Amy Fox's "Silver Men" is a deconstructed reflection on loss in the form of a series of monologues from the mourned man's father, wife and son. The poetic text and beautiful rural nature imagery is enchanting, though the play becomes much more engaging during its brief moments of dialogue and direct character interaction. Performers Catherine Curtin, Tommy Heleringer and David Margulies bring a focus and a sense of peacefulness to this piece about how we grieve and how we remember.
"The Big Man" by Will Snider is an unsettling and humorous psychological drama about what it means to be part of a corrupt system. When a white American NGO worker visits a police station in Kenya to retrieve a truck that has been towed, he finds himself in much deeper than a simple bribe can solve, as we all begin to wonder how one can work for a harmful opposition government while still keeping a community safe and secure. Gianmarco Soresi, Brian D. Coats and Ray Anthony Thomas have a delightful chemistry onstage, keeping you invested through the very end.
Rounding out the evening is "Until She Claws Her Way Out," an entrancing monologue that turns into a stunning ballet duet about domestic violence and the need to be in control. Naomi Kakuk handles Mariah MacCarthy's text and Sidney Erik Wright's choreography expertly, with the assistance of dance partner Kit Treece, telling a subtle, disturbing and far too common story of a woman who believes that she is safe and in charge of her own life even as someone else starts to take over.

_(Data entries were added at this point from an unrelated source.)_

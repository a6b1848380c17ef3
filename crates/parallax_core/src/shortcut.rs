//! Keyboard shortcut table
//!
//! Keys are physical positions; the editor translates its input backend's
//! key codes into [`Key`] before looking them up. Modifiers must match
//! exactly, so Ctrl+S and Ctrl+Shift+S never shadow each other.

use std::collections::HashMap;

#[derive(Debug, Clone, Copy, PartialEq, Eq, Hash)]
pub enum Key {
    O,
    S,
    X,
    Y,
    Z,
    Digit1,
    Digit2,
    BracketLeft,
    BracketRight,
}

#[derive(Debug, Clone, Copy, PartialEq, Eq, Hash, Default)]
pub struct Modifiers {
    pub ctrl: bool,
    pub shift: bool,
    pub alt: bool,
}

impl Modifiers {
    pub const NONE: Modifiers = Modifiers {
        ctrl: false,
        shift: false,
        alt: false,
    };
    pub const CTRL: Modifiers = Modifiers {
        ctrl: true,
        shift: false,
        alt: false,
    };
    pub const CTRL_SHIFT: Modifiers = Modifiers {
        ctrl: true,
        shift: true,
        alt: false,
    };
}

/// Everything a shortcut can trigger
#[derive(Debug, Clone, Copy, PartialEq, Eq, Hash)]
pub enum EditorCommand {
    OpenTilemap,
    OpenPaletteFolder,
    OpenPrimaryTileset,
    OpenSecondaryTileset,
    Save,
    SaveAs,
    Undo,
    Redo,
    ToggleFlipX,
    ToggleFlipY,
    PreviousPalette,
    NextPalette,
}

impl EditorCommand {
    /// Human-readable accelerator for menus, e.g. `Ctrl+Shift+S`
    pub fn label(self, table: &ShortcutTable) -> Option<String> {
        let (key, mods) = table.binding_for(self)?;
        let mut label = String::new();
        if mods.ctrl {
            label.push_str("Ctrl+");
        }
        if mods.alt {
            label.push_str("Alt+");
        }
        if mods.shift {
            label.push_str("Shift+");
        }
        label.push_str(match key {
            Key::O => "O",
            Key::S => "S",
            Key::X => "X",
            Key::Y => "Y",
            Key::Z => "Z",
            Key::Digit1 => "1",
            Key::Digit2 => "2",
            Key::BracketLeft => "[",
            Key::BracketRight => "]",
        });
        Some(label)
    }
}

#[derive(Debug, Clone)]
pub struct ShortcutTable {
    bindings: HashMap<(Key, Modifiers), EditorCommand>,
}

impl Default for ShortcutTable {
    fn default() -> Self {
        let mut table = Self::empty();
        table.bind(Key::O, Modifiers::CTRL, EditorCommand::OpenTilemap);
        table.bind(Key::O, Modifiers::CTRL_SHIFT, EditorCommand::OpenPaletteFolder);
        table.bind(Key::Digit1, Modifiers::CTRL_SHIFT, EditorCommand::OpenPrimaryTileset);
        table.bind(Key::Digit2, Modifiers::CTRL_SHIFT, EditorCommand::OpenSecondaryTileset);
        table.bind(Key::S, Modifiers::CTRL, EditorCommand::Save);
        table.bind(Key::S, Modifiers::CTRL_SHIFT, EditorCommand::SaveAs);
        table.bind(Key::Z, Modifiers::CTRL, EditorCommand::Undo);
        table.bind(Key::Y, Modifiers::CTRL, EditorCommand::Redo);
        table.bind(Key::Z, Modifiers::CTRL_SHIFT, EditorCommand::Redo);
        table.bind(Key::X, Modifiers::NONE, EditorCommand::ToggleFlipX);
        table.bind(Key::Y, Modifiers::NONE, EditorCommand::ToggleFlipY);
        table.bind(Key::BracketLeft, Modifiers::NONE, EditorCommand::PreviousPalette);
        table.bind(Key::BracketRight, Modifiers::NONE, EditorCommand::NextPalette);
        table
    }
}

impl ShortcutTable {
    pub fn empty() -> Self {
        Self {
            bindings: HashMap::new(),
        }
    }

    /// Bind a key combination, replacing any previous binding of the same combination
    pub fn bind(&mut self, key: Key, mods: Modifiers, command: EditorCommand) {
        self.bindings.insert((key, mods), command);
    }

    pub fn lookup(&self, key: Key, mods: Modifiers) -> Option<EditorCommand> {
        self.bindings.get(&(key, mods)).copied()
    }

    /// First binding for `command`, preferring the one with fewest modifiers
    pub fn binding_for(&self, command: EditorCommand) -> Option<(Key, Modifiers)> {
        self.bindings
            .iter()
            .filter(|(_, c)| **c == command)
            .map(|(binding, _)| *binding)
            .min_by_key(|(_, mods)| u8::from(mods.ctrl) + u8::from(mods.shift) + u8::from(mods.alt))
    }
}

#[cfg(test)]
mod tests {
    use super::*;

    #[test]
    fn test_modifiers_match_exactly() {
        let table = ShortcutTable::default();
        assert_eq!(table.lookup(Key::S, Modifiers::CTRL), Some(EditorCommand::Save));
        assert_eq!(table.lookup(Key::S, Modifiers::CTRL_SHIFT), Some(EditorCommand::SaveAs));
        assert_eq!(table.lookup(Key::S, Modifiers::NONE), None);

        let ctrl_alt = Modifiers {
            alt: true,
            ..Modifiers::CTRL
        };
        assert_eq!(table.lookup(Key::S, ctrl_alt), None);
    }

    #[test]
    fn test_redo_has_two_bindings() {
        let table = ShortcutTable::default();
        assert_eq!(table.lookup(Key::Y, Modifiers::CTRL), Some(EditorCommand::Redo));
        assert_eq!(table.lookup(Key::Z, Modifiers::CTRL_SHIFT), Some(EditorCommand::Redo));
        assert_eq!(table.lookup(Key::Z, Modifiers::CTRL), Some(EditorCommand::Undo));
    }

    #[test]
    fn test_plain_keys_toggle_brush() {
        let table = ShortcutTable::default();
        assert_eq!(table.lookup(Key::X, Modifiers::NONE), Some(EditorCommand::ToggleFlipX));
        assert_eq!(table.lookup(Key::Y, Modifiers::NONE), Some(EditorCommand::ToggleFlipY));
        assert_eq!(
            table.lookup(Key::BracketRight, Modifiers::NONE),
            Some(EditorCommand::NextPalette)
        );
        assert_eq!(table.lookup(Key::X, Modifiers::CTRL), None);
    }

    #[test]
    fn test_labels() {
        let table = ShortcutTable::default();
        assert_eq!(EditorCommand::SaveAs.label(&table).as_deref(), Some("Ctrl+Shift+S"));
        assert_eq!(
            EditorCommand::OpenPrimaryTileset.label(&table).as_deref(),
            Some("Ctrl+Shift+1")
        );
        // Ctrl+Y wins over Ctrl+Shift+Z
        assert_eq!(EditorCommand::Redo.label(&table).as_deref(), Some("Ctrl+Y"));
        assert_eq!(ShortcutTable::empty().binding_for(EditorCommand::Undo), None);
    }
}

These five plays are each complete, compelling works on their own, but together they tell a larger story of contemporary American theater and the issues and experiences relevant to audiences today. Each playwright has used the genre of one-act plays to their own advantage, creating a compact but fully fleshed out production that does the 35 years of Marathon history proud. An enjoyable evening for when one play is never enough.
Series A of the 35th Marathon of One-Act Plays plays through June 6, but that's just the beginning. There are two more sets of performances: Series B (May 28 to June 21) and Series C (June 13 to June 27), all at Ensemble Studio Theatre.
This article was previously published on CHARGED.fm.